| Task instructions |
Every line from the first one in the listing down to the line with "tune the fairness weights" should be restated word for word.
===== Entries supplied
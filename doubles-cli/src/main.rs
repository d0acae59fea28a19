//! Doubles CLI - fair 2-vs-2 rotation for a club session
//!
//! Commands:
//! - next / preview / undo: generate, inspect and roll back rounds
//! - show: roster, weights and today's rounds
//! - weights: tune the fairness weights
//! - select / away / back / guest / remove / reset: roster edits
//! - seed: show or change the day's tie-break seed
//!
//! Every command loads the session for `--date`, applies one operation and saves
//! the session and its undo history only if something changed.

mod report;
mod roster_cmd;
mod round_cmd;
mod show_cmd;
mod store;
mod weights_cmd;

use std::path::PathBuf;

use anyhow::Result;
use clap::{Parser, Subcommand};
use tracing_subscriber::EnvFilter;

use doubles_engine::{EngineConfig, Session};

use crate::roster_cmd::RosterEdit;
use crate::round_cmd::PreviewArgs;
use crate::store::SessionStore;
use crate::weights_cmd::WeightsArgs;

#[derive(Parser)]
#[command(name = "doubles")]
#[command(about = "Fair 2-vs-2 round rotation for recreational sessions")]
struct Cli {
    /// Directory holding session files
    #[arg(long, global = true, default_value = ".doubles")]
    data_dir: PathBuf,

    /// Session day (defaults to today's local date, YYYY-MM-DD)
    #[arg(long, global = true)]
    date: Option<String>,

    /// Upper bound on 4-player groups considered per round
    #[arg(long, global = true, default_value = "200")]
    max_quads: usize,

    /// Output results as JSON
    #[arg(long, global = true)]
    json: bool,

    #[command(subcommand)]
    command: Commands,
}

#[derive(Subcommand)]
enum Commands {
    /// Generate and commit the next round
    Next,
    /// Show how the next round would be chosen, without committing it
    Preview(PreviewArgs),
    /// Roll back the last change
    Undo,
    /// Show roster, weights and today's rounds
    Show,
    /// Show or change the fairness weights
    Weights(WeightsArgs),
    /// Toggle whether a participant is in the rotation
    Select { id: String },
    /// Mark a selected participant as temporarily away
    Away { id: String },
    /// Bring an away participant back (they get priority next round)
    Back { id: String },
    /// Add a guest for today
    Guest {
        #[arg(required = true, num_args = 1..)]
        name: Vec<String>,
    },
    /// Remove a participant from the roster
    Remove { id: String },
    /// Clear today's rounds and guests
    Reset,
    /// Show or change the day's tie-break seed
    Seed { value: Option<String> },
}

fn main() -> Result<()> {
    init_tracing();

    let cli = Cli::parse();
    let day = cli.date.clone().unwrap_or_else(today);
    let store = SessionStore::new(&cli.data_dir);

    let (state, history) = store.load(&day)?;
    let config = EngineConfig::default().with_max_quads(cli.max_quads);
    let mut session = Session::with_history(state, history, config);

    let before = session.state().clone();
    let undo_before = session.undo_len();

    dispatch(cli.command, &mut session, cli.json)?;

    if session.state() != &before || session.undo_len() != undo_before {
        store.save(session.state(), &session.history())?;
    }
    Ok(())
}

fn dispatch(command: Commands, session: &mut Session, json: bool) -> Result<()> {
    match command {
        Commands::Next => round_cmd::run_next(session, json),
        Commands::Preview(args) => round_cmd::run_preview(session, &args, json),
        Commands::Undo => round_cmd::run_undo(session, json),
        Commands::Show => show_cmd::run_show(session, json),
        Commands::Weights(args) => weights_cmd::run(session, &args, json),
        Commands::Select { id } => roster_cmd::run(session, RosterEdit::ToggleSelected(id), json),
        Commands::Away { id } => roster_cmd::run(session, RosterEdit::Away(id), json),
        Commands::Back { id } => roster_cmd::run(session, RosterEdit::Back(id), json),
        Commands::Guest { name } => {
            roster_cmd::run(session, RosterEdit::AddGuest(name.join(" ")), json)
        }
        Commands::Remove { id } => roster_cmd::run(session, RosterEdit::Remove(id), json),
        Commands::Reset => roster_cmd::run(session, RosterEdit::ResetToday, json),
        Commands::Seed { value } => show_cmd::run_seed(session, value, json),
    }
}

/// Logs go to stderr so `--json` output stays clean
fn init_tracing() {
    let filter = EnvFilter::try_from_default_env().unwrap_or_else(|_| EnvFilter::new("warn"));
    tracing_subscriber::fmt()
        .with_env_filter(filter)
        .with_writer(std::io::stderr)
        .init();
}

fn today() -> String {
    chrono::Local::now().format("%Y-%m-%d").to_string()
}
==========
| Result of this task |
filename doubles-cli/src/main.rs
repository d0acae59fea28a19
//! Doubles CLI - fair 2-vs-2 rotation for a club session
//!
//! Commands:
//! - next / preview / undo: generate, inspect and roll back rounds
//! - show: roster, weights and today's rounds
//! - weights: tune the fairness weights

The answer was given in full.